First off, this is not a forum for modern firearm.
2. It is a cheap gun
3. The short flutes and cylinder make me think it is an older .32 or .38 S&W caliber or a rimfire.
4. It is the same model gun used on Ronald Reagan.
 
On the crack, I have a friend who repairs and refinishes recurve and longbows which develop cracks in high stress areas. He used a product called Locktite 420 to repair these. You may want to buy some and experiment. It won't leave that dark streak but will hold that crack shut. It's a proven product. I use Titebond II and III a lot in decoy carving. Good product also but I like that Locktite product for cracks.
 
Any good glue or bonding agent will be stronger than the thin walnut wood in the area of that crack.
The whole key to a quality repair will be in clamping/strapping it together with the crack seam perfectly matched together tight to minimize or near as possible eliminate the visibility of the glue in the crack... unlike your test piece.
 
…Was I wrong? Are you referring to the actual revolver?
First off, this is not a forum for modern firearm.
2. It is a cheap gun
3. The short flutes and cylinder make me think it is an older .32 or .38 S&W caliber or a rimfire.
4. It is the same model gun used on Ronald Reagan.
Yes, yes, no, yes. Rohm RG-14S. Six shots DA .22 LR with which John Hinckley very nearly killed President Reagan and three other people. Led to the Brady Handgun Violence Prevention Act (aka "Brady Bill") which mandated background checks, waiting periods, defined "prohibited persons" and other gun control. So, yes, it's definitely a historically significant firearm for gun people.

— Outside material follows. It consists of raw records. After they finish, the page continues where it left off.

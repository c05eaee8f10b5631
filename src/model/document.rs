use crate::model::{Amount, BudgetSheet, Month, MonthYear};
use crate::Result;
use anyhow::Context;
use chrono::{DateTime, Utc};
use serde::{Deserialize, Serialize};

/// Row counts and totals of a parsed budget sheet.
#[derive(Debug, Default, Clone, Copy, Eq, PartialEq, Serialize, Deserialize)]
#[serde(rename_all = "snake_case")]
pub struct Summary {
    pub(crate) total_expenses: Amount,
    pub(crate) total_income: Amount,
    pub(crate) expenses_count: u32,
    pub(crate) income_count: u32,
}

impl Summary {
    /// Computes the summary of `sheet`.
    pub fn of(sheet: &BudgetSheet) -> Self {
        Self {
            total_expenses: sheet.expenses().iter().map(|e| e.amount()).sum(),
            total_income: sheet.income().iter().map(|e| e.amount()).sum(),
            expenses_count: sheet.expenses().len() as u32,
            income_count: sheet.income().len() as u32,
        }
    }

    pub fn total_expenses(&self) -> Amount {
        self.total_expenses
    }

    pub fn total_income(&self) -> Amount {
        self.total_income
    }

    pub fn expenses_count(&self) -> u32 {
        self.expenses_count
    }

    pub fn income_count(&self) -> u32 {
        self.income_count
    }

    pub fn net_income(&self) -> Amount {
        self.total_income - self.total_expenses
    }
}

/// A processed monthly budget spreadsheet.
#[derive(Debug, Clone, Eq, PartialEq, Serialize, Deserialize)]
#[serde(rename_all = "snake_case")]
pub struct Document {
    pub(crate) id: i64,
    pub(crate) owner: String,
    pub(crate) source_id: i64,
    /// The Google Drive file ID of the spreadsheet.
    pub(crate) sheet_id: String,
    pub(crate) sheet_name: String,
    pub(crate) period: MonthYear,
    #[serde(flatten)]
    pub(crate) summary: Summary,
    pub(crate) processed_at: DateTime<Utc>,
    pub(crate) updated_at: DateTime<Utc>,
}

impl Document {
    pub fn id(&self) -> i64 {
        self.id
    }

    pub fn owner(&self) -> &str {
        &self.owner
    }

    pub fn source_id(&self) -> i64 {
        self.source_id
    }

    pub fn sheet_id(&self) -> &str {
        &self.sheet_id
    }

    pub fn sheet_name(&self) -> &str {
        &self.sheet_name
    }

    pub fn period(&self) -> MonthYear {
        self.period
    }

    pub fn year(&self) -> i32 {
        self.period.year()
    }

    pub fn month(&self) -> Month {
        self.period.month()
    }

    pub fn month_name(&self) -> &'static str {
        self.period.month().name()
    }

    pub fn summary(&self) -> &Summary {
        &self.summary
    }

    pub fn net_income(&self) -> Amount {
        self.summary.net_income()
    }

    pub fn processed_at(&self) -> DateTime<Utc> {
        self.processed_at
    }

    pub fn updated_at(&self) -> DateTime<Utc> {
        self.updated_at
    }

    /// The file name used when the CSV of this document is downloaded.
    pub fn csv_file_name(&self) -> String {
        csv_file_name(&self.owner, self.period)
    }
}

/// `<owner>_<year>_<MM>.csv`
pub fn csv_file_name(owner: &str, period: MonthYear) -> String {
    format!(
        "{owner}_{}_{:02}.csv",
        period.year(),
        period.month().number()
    )
}

/// Builds the CSV export of a parsed sheet.
///
/// Columns are `name,amount,description,category,expense/income`. Expenses come first, then
/// income. `name` repeats the description because the sheets have no separate name column.
pub fn build_csv(sheet: &BudgetSheet) -> Result<String> {
    let mut writer = csv::Writer::from_writer(Vec::new());
    writer
        .write_record(["name", "amount", "description", "category", "expense/income"])
        .context("Unable to write the CSV header")?;
    for (kind, entry) in sheet.entries() {
        let amount = entry.amount().to_string();
        let kind = kind.to_string();
        writer
            .write_record([
                entry.description(),
                amount.as_str(),
                entry.description(),
                entry.category(),
                kind.as_str(),
            ])
            .context("Unable to write a CSV row")?;
    }
    let bytes = writer
        .into_inner()
        .map_err(|e| anyhow::anyhow!("Unable to finish writing the CSV: {e}"))?;
    String::from_utf8(bytes).context("The generated CSV was not valid UTF-8")
}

I agree not the forum for discussion of the gun itself, but as for significant events in firearms history, well history is what this forum IS all about, isn't it? But not in THIS thread, so I suggest end that off-topic side track here.
 
Build Log #36

Uncracking a Crack

I'm ready to repair the crack, but first: investigate whether too tight a fit might have contributed to it. The barrel is already well-marked with Sharpie, so only needs reinserting and tapping here and there. Now, I would have sworn this barrel was fit perfectly. I did in the end use transfer marking, but now:
kibler_228.png

... it sure as heck isn't any more, and especially not in my suspect location.

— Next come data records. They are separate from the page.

#[cfg(test)]
mod tests {
    use super::*;
    use crate::api::{sample_budget_grid, TestDrive, TestFolder, TestSpreadsheet};
    use crate::model::{Amount, Month};
    use crate::test::TestEnv;
    use std::str::FromStr;

    fn uid() -> String {
        uuid::Uuid::new_v4().simple().to_string()
    }

    #[tokio::test]
    async fn test_sync_imports_and_skips() {
        let env = TestEnv::new().await;
        let (aug, template, notes) = (uid(), uid(), uid());
        let folder_id = TestFolder::new(vec![
            TestSpreadsheet::budget(&aug, "Monthly budget Aug 2025", sample_budget_grid()),
            TestSpreadsheet::budget(&template, "Monthly budget template", sample_budget_grid()),
            TestSpreadsheet::budget(&notes, "Notes", sample_budget_grid()),
        ])
        .install();
        let source = env.add_source("Main", &folder_id).await;
        let config = env.config();

        let report = sync_source(&config, &source, &mut TestDrive::new(), SyncOptions::default())
            .await
            .unwrap();
        assert_eq!(report.processed.len(), 1);
        assert_eq!(report.processed[0].sheet_id, aug);
        assert_eq!(report.processed[0].expenses_count, 3);
        assert_eq!(report.processed[0].income_count, 2);
        assert!(!report.processed[0].replaced);
        assert_eq!(
            report.skipped,
            vec![SkippedSheet {
                sheet_id: template,
                sheet_name: "Monthly budget template".into(),
                reason: SkipReason::NoPeriod,
            }]
        );
        assert!(report.failed.is_empty());

        let doc = config
            .db()
            .find_document(config.owner(), MonthYear::new(2025, Month::August))
            .await
            .unwrap()
            .unwrap();
        assert_eq!(
            doc.summary().total_expenses(),
            Amount::from_str("188700").unwrap()
        );
        assert_eq!(
            doc.summary().total_income(),
            Amount::from_str("5250000").unwrap()
        );
        let source = config.db().source(source.id()).await.unwrap().unwrap();
        assert!(source.last_sync().is_some());
    }

    #[tokio::test]
    async fn test_second_sync_creates_nothing() {
        let env = TestEnv::new().await;
        let sheet_id = uid();
        let folder_id = TestFolder::new(vec![TestSpreadsheet::budget(
            &sheet_id,
            "Monthly budget Jan 2025",
            sample_budget_grid(),
        )])
        .install();
        let source = env.add_source("Main", &folder_id).await;
        let config = env.config();
        let mut drive = TestDrive::new();

        sync_source(&config, &source, &mut drive, SyncOptions::default())
            .await
            .unwrap();
        let report = sync_source(&config, &source, &mut drive, SyncOptions::default())
            .await
            .unwrap();
        assert!(report.processed.is_empty());
        assert_eq!(report.skipped[0].reason, SkipReason::AlreadyImported);
        assert_eq!(config.db().count_documents(config.owner()).await.unwrap(), 1);

        let report = sync_source(&config, &source, &mut drive, SyncOptions { force: true })
            .await
            .unwrap();
        assert_eq!(report.processed.len(), 1);
        assert!(report.processed[0].replaced);
        assert_eq!(config.db().count_documents(config.owner()).await.unwrap(), 1);
        let doc = config
            .db()
            .find_document(config.owner(), MonthYear::new(2025, Month::January))
            .await
            .unwrap()
            .unwrap();
        assert_eq!(
            config.db().transactions(doc.id(), None).await.unwrap().len(),
            5
        );
    }

    #[tokio::test]
    async fn test_missing_tab_and_bad_amount_are_reported() {
        let env = TestEnv::new().await;
        let (good, no_tab, bad) = (uid(), uid(), uid());
        let mut bad_grid = sample_budget_grid();
        bad_grid[4][2] = "fifteen".to_string();
        let folder_id = TestFolder::new(vec![
            TestSpreadsheet::new(
                &no_tab,
                "Monthly budget Feb 2025",
                vec![("Summary".to_string(), Vec::new())],
            ),
            TestSpreadsheet::budget(&bad, "Monthly budget Mar 2025", bad_grid),
            TestSpreadsheet::budget(&good, "Monthly budget Apr 2025", sample_budget_grid()),
        ])
        .install();
        let source = env.add_source("Main", &folder_id).await;
        let config = env.config();

        let report = sync_source(&config, &source, &mut TestDrive::new(), SyncOptions::default())
            .await
            .unwrap();
        assert_eq!(report.processed.len(), 1);
        assert_eq!(report.processed[0].sheet_id, good);
        assert_eq!(report.failed.len(), 2);
        assert_eq!(report.failed[0].sheet_id, no_tab);
        assert!(report.failed[0].error.contains("Transactions"));
        assert_eq!(report.failed[1].sheet_id, bad);
        assert!(report.failed[1].error.contains("C5"), "{}", report.failed[1].error);
    }

    #[tokio::test]
    async fn test_different_sheet_replaces_period() {
        let env = TestEnv::new().await;
        let (first, second) = (uid(), uid());
        let folder_id = TestFolder::new(vec![TestSpreadsheet::budget(
            &first,
            "Monthly budget May 2025",
            sample_budget_grid(),
        )])
        .install();
        let source = env.add_source("Main", &folder_id).await;
        let config = env.config();
        let mut drive = TestDrive::new();
        sync_source(&config, &source, &mut drive, SyncOptions::default())
            .await
            .unwrap();

        TestDrive::set_folder(
            &folder_id,
            TestFolder::new(vec![TestSpreadsheet::budget(
                &second,
                "Monthly budget May 2025 (v2)",
                sample_budget_grid(),
            )]),
        );
        let report = sync_source(&config, &source, &mut drive, SyncOptions::default())
            .await
            .unwrap();
        assert_eq!(report.processed.len(), 1);
        assert!(report.processed[0].replaced);
        let doc = config
            .db()
            .find_document(config.owner(), MonthYear::new(2025, Month::May))
            .await
            .unwrap()
            .unwrap();
        assert_eq!(doc.sheet_id(), second);
        assert_eq!(config.db().transactions(doc.id(), None).await.unwrap().len(), 5);
    }

    #[tokio::test]
    async fn test_duplicate_period_in_one_run() {
        let env = TestEnv::new().await;
        let (first, second) = (uid(), uid());
        let folder_id = TestFolder::new(vec![
            TestSpreadsheet::budget(&first, "Monthly budget Jun 2025", sample_budget_grid()),
            TestSpreadsheet::budget(&second, "Monthly budget June 2025 copy", sample_budget_grid()),
        ])
        .install();
        let source = env.add_source("Main", &folder_id).await;
        let report = sync_source(
            &env.config(),
            &source,
            &mut TestDrive::new(),
            SyncOptions::default(),
        )
        .await
        .unwrap();
        assert_eq!(report.processed.len(), 1);
        assert_eq!(report.skipped[0].sheet_id, second);
        assert_eq!(report.skipped[0].reason, SkipReason::DuplicatePeriod);
    }

    #[tokio::test]
    async fn test_failed_file_leaves_period_open() {
        let env = TestEnv::new().await;
        let (broken, fixed) = (uid(), uid());
        let mut broken_grid = sample_budget_grid();
        broken_grid[4][2] = "fifteen".to_string();
        let folder_id = TestFolder::new(vec![
            TestSpreadsheet::budget(&broken, "Monthly budget Jun 2025", broken_grid),
            TestSpreadsheet::budget(
                &fixed,
                "Monthly budget Jun 2025 (fixed)",
                sample_budget_grid(),
            ),
        ])
        .install();
        let source = env.add_source("Main", &folder_id).await;
        let config = env.config();
        let report = sync_source(&config, &source, &mut TestDrive::new(), SyncOptions::default())
            .await
            .unwrap();
        assert_eq!(report.failed.len(), 1);
        assert_eq!(report.failed[0].sheet_id, broken);
        assert!(report.skipped.is_empty());
        assert_eq!(report.processed.len(), 1);
        assert_eq!(report.processed[0].sheet_id, fixed);
        let doc = config
            .db()
            .find_document(config.owner(), MonthYear::new(2025, Month::June))
            .await
            .unwrap()
            .unwrap();
        assert_eq!(doc.sheet_id(), fixed);
    }

    #[tokio::test]
    async fn test_locked_source_is_rejected() {
        let env = TestEnv::new().await;
        let folder_id = TestFolder::new(Vec::new()).install();
        let source = env.add_source("Main", &folder_id).await;
        let config = env.config();
        let now = Utc::now();
        assert!(config
            .db()
            .acquire_sync_lock(source.id(), "other", now, now - Duration::minutes(30))
            .await
            .unwrap());

        let err = sync_source(&config, &source, &mut TestDrive::new(), SyncOptions::default())
            .await
            .unwrap_err();
        assert!(err.to_string().contains("in progress"));

        // the lock is still held by the other process
        assert!(!config
            .db()
            .acquire_sync_lock(source.id(), "third", now, now - Duration::minutes(30))
            .await
            .unwrap());
    }

    #[tokio::test]
    async fn test_lock_is_released_after_failure() {
        let env = TestEnv::new().await;
        let folder_id = TestFolder::install_missing();
        let source = env.add_source("Main", &folder_id).await;
        let config = env.config();
        let mut drive = TestDrive::new();

        assert!(sync_source(&config, &source, &mut drive, SyncOptions::default())
            .await
            .is_err());
        let now = Utc::now();
        assert!(config
            .db()
            .acquire_sync_lock(source.id(), "next", now, now - Duration::minutes(30))
            .await
            .unwrap());
    }

    #[tokio::test]
    async fn test_disabled_source_is_rejected() {
        let env = TestEnv::new().await;
        let folder_id = TestFolder::new(Vec::new()).install();
        env.add_source("Main", &folder_id).await;
        let config = env.config();
        let source = config
            .db()
            .set_source_active(config.owner(), "Main", false)
            .await
            .unwrap()
            .unwrap();
        let err = sync_source(&config, &source, &mut TestDrive::new(), SyncOptions::default())
            .await
            .unwrap_err();
        assert!(err.to_string().contains("disabled"));
    }

    #[tokio::test]
    async fn test_sync_all_continues_past_failing_source() {
        let env = TestEnv::new().await;
        let good_sheet = uid();
        let good = TestFolder::new(vec![TestSpreadsheet::budget(
            &good_sheet,
            "Monthly budget Sep 2025",
            sample_budget_grid(),
        )])
        .install();
        let missing = TestFolder::install_missing();
        env.add_source("A broken", &missing).await;
        env.add_source("B good", &good).await;
        let config = env.config();

        let all = sync_all(&config, SyncOptions::default(), |_| async {
            Ok(Box::new(TestDrive::new()) as Box<dyn Drive + Send>)
        })
        .await
        .unwrap();
        assert_eq!(all.failed_sources.len(), 1);
        assert_eq!(all.failed_sources[0].source, "A broken");
        assert_eq!(all.reports.len(), 1);
        assert_eq!(all.processed(), 1);
    }
}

But wait, not just there, but here as well:
kibler_229.png


Man!! This barrel isn't fitting well at all any more. The wood was really dry when it came in and it's been living in the basement since. I run a dehumidifier, but anyone living in northern climates knows what basements are like. I think this rifle stock has been swelling. Well, at least that's my excuse. I deal with it.

I had been planning to do the repair with the barrel in the stock. One concern of this method is that the crack runs through the forward tenon slot, so the repair must protect the tenon from getting glued to the stock. I tried protecting it with my thinnest tape and a little wax, but nope. Insufficient clearance:
kibler_230.png


And YA, OK ALREADY ... I SEE THE CHIP!! Remember this particular piece of hardware and its pins have seen their better days, before being abused by me, so just leave it alone; it has nothing to do with this repair.

So ... the decision was made to proceed with the repair with the barrel removed. The very tip of a toothpick spreads both cracks open more than enough:
kibler_231.png


Starbond comes with several applicator tips thin enough to inject into the tiniest crack:
kibler_232.png


I apply into the crack and when I'm sure the crack is completely filled, swab the topside and also the underside for any more overflow that I can't see there, hold the crack together firmly, and spray accelerator (even three hands not enough, so no pic of spraying), then remain absolutely motionless for a minute or so.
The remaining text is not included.